I am the psychotherapist. Please, describe your problems. Each time
you are finished talking, type RET twice.

ANN JILLIAN'S HAIR makes LONI ANDERSON'S HAIR look like
RICARDO MONTALBAN'S HAIR!

Why do you say that?

.. or were you driving the PONTIAC that HONKED at me
in MIAMI last Tuesday?

Is it because honked at you in miami last tuesday that you came to me?

Jesus is my POSTMASTER GENERAL..

Earlier you said honked at you in miami last tuesday?

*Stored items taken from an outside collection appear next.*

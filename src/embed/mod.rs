//! Embedding providers and the background worker that calls them.

mod command;
mod hashing;
mod worker;

use anyhow::{Result, anyhow, bail};
use serde::Deserialize;

pub use command::CommandEmbedder;
pub use hashing::HashingEmbedder;
pub use worker::EmbedWorker;

use crate::graph::similarity::normalize;

/// Turns text into a fixed-length vector. Implementations may block; they always run on the
/// embed worker thread.
pub trait EmbeddingProvider: Send {
    fn name(&self) -> &str;

    /// One-time setup before the first request. May be slow.
    fn warm_up(&mut self) -> Result<()> {
        Ok(())
    }

    fn embed(&mut self, text: &str) -> Result<Vec<f32>>;
}

#[derive(Clone, Debug, PartialEq, Deserialize)]
#[serde(default)]
pub struct EmbedderConfig {
    /// Dimension of the built-in hashing embedder.
    pub dimension: usize,
    /// Simulated one-time warm-up of the built-in embedder, in milliseconds.
    pub cold_start_ms: u64,
    /// External program and leading arguments; the text is appended as the last argument.
    pub command: Vec<String>,
}

impl Default for EmbedderConfig {
    fn default() -> Self {
        Self {
            dimension: 384,
            cold_start_ms: 0,
            command: Vec::new(),
        }
    }
}

pub fn build_provider(config: &EmbedderConfig) -> Result<Box<dyn EmbeddingProvider>> {
    match config.command.split_first() {
        Some((program, args)) => Ok(Box::new(CommandEmbedder::new(program, args))),
        None => {
            if config.dimension == 0 {
                bail!("embedding dimension must be positive");
            }
            Ok(Box::new(HashingEmbedder::new(
                config.dimension,
                config.cold_start_ms,
            )))
        }
    }
}

/// Checks a provider vector and scales it to unit length.
///
/// Providers are expected to return unit vectors already; renormalizing costs one O(D) pass.
pub fn prepare_embedding(mut values: Vec<f32>, expected_dimension: Option<usize>) -> Result<Vec<f32>> {
    if values.is_empty() {
        bail!("provider returned an empty vector");
    }
    if let Some(expected) = expected_dimension
        && values.len() != expected
    {
        bail!(
            "provider returned {} dimensions, session uses {expected}",
            values.len()
        );
    }
    if values.iter().any(|value| !value.is_finite()) {
        bail!("provider returned non-finite components");
    }
    if !normalize(&mut values) {
        return Err(anyhow!("provider returned a zero vector"));
    }
    Ok(values)
}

PUNK ROCK!! DISCO DUCK!! BIRTH CONTROL!!

Maybe your plans have something to do with this.

I OWN six pink HIPPOS!!

What makes you believe you own six pink hippos?

Are we live or on tape?

What do you think?

Ha ha Ha ha Ha ha Ha Ha Ha Ha -- When will I EVER stop HAVING
FUN?!!

What happened when will you ever stop having fun?

You mean you don't want to watch WRESTLING from ATLANTA?

Are you sure that I might want not want to watch wrestling atlanta?

I'm wearing PAMPERS!!

You mentioned that honked at you in miami last tuesday?

I was in a HOT TUB! I was NORMAL! I was ITALIAN!! I enjoyed th'
EARTHQUAKE!

Is it because of your life that you are going through all this?

They don't hire PERSONAL PINHEADS, Mr. Toad!

(Et Cetera)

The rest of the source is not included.